Former local government district in England

Aston Manor was a local government district of Warwickshire, England in what is now northern Birmingham, in the West Midlands, from the 19th century to 1911, when it was added to Birmingham.

The Aston Manor Local Board of Health was formed in 1869, from part of the ancient parish of Aston. It became an urban sanitary district in 1875, and then under the Local Government Act 1894 became an urban district with a directly elected council. Aston Manor covered the area today known as Aston, including Aston Park, along with Lozells. It contained only the parish of Aston Manor which was formed on 31 December. It was immediately to the north of the county borough of Birmingham. There were extensive manufacturing facilities, including those of motors and cycles with their accessories, also paper-mills, breweries, etc. The population then was largely industrial.

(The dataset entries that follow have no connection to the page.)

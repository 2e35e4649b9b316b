//! Request-level conveniences: well-known headers and URI reconstruction.

use crate::ValueSource;
use http::HeaderMap;
use url::Url;

/// Reconstructs the full request URL from its parts.
///
/// `host` may carry an explicit port (`"example.com:8080"`); when it does
/// not, the scheme's well-known default applies (`https` is 443, `http`
/// is 80) and is omitted from the rendered URL.
///
/// # Example
///
/// ```rust
/// use reqval_http::request::request_uri;
///
/// let url = request_uri("https", "example.com", "/users?limit=10").unwrap();
/// assert_eq!(url.as_str(), "https://example.com/users?limit=10");
/// assert_eq!(url.port_or_known_default(), Some(443));
/// ```
pub fn request_uri(scheme: &str, host: &str, path_and_query: &str) -> Result<Url, url::ParseError> {
    Url::parse(&format!("{scheme}://{host}{path_and_query}"))
}

/// Returns the value of the `Accept` header, or `None` if not present.
#[must_use]
pub fn accept(headers: &HeaderMap) -> Option<&str> {
    headers.get_string("accept")
}

/// Returns the value of the `Accept-Encoding` header, or `None` if not present.
#[must_use]
pub fn accept_encoding(headers: &HeaderMap) -> Option<&str> {
    headers.get_string("accept-encoding")
}

/// Returns the value of the `Accept-Language` header, or `None` if not present.
#[must_use]
pub fn accept_language(headers: &HeaderMap) -> Option<&str> {
    headers.get_string("accept-language")
}

/// Returns the value of the `User-Agent` header, or `None` if not present.
#[must_use]
pub fn user_agent(headers: &HeaderMap) -> Option<&str> {
    headers.get_string("user-agent")
}

/// Returns the value of the `Referer` header, or `None` if not present.
#[must_use]
pub fn referrer(headers: &HeaderMap) -> Option<&str> {
    headers.get_string("referer")
}

/// Returns the value of the `X-Forwarded-For` header, or `None` if not present.
#[must_use]
pub fn forwarded_for(headers: &HeaderMap) -> Option<&str> {
    headers.get_string("x-forwarded-for")
}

The district contained the now publicly owned Aston Hall.

Aston Manor was granted a charter of incorporation to become a municipal borough in 1903. The census of 1911 recorded a population of 75,029 in the borough, enough for it to become a county borough in its own right. It instead was added to the county borough of Birmingham on 9 November that year. On 1 April 1912 the parish was abolished and merged with Birmingham.

==Notable people==
- Victor Johnson (1883–1951) was a track cycling racer who, in 1908, won a gold medal at the Olympics. He became World Amateur Sprint Champion in Germany and the British National Quarter-mile Champion.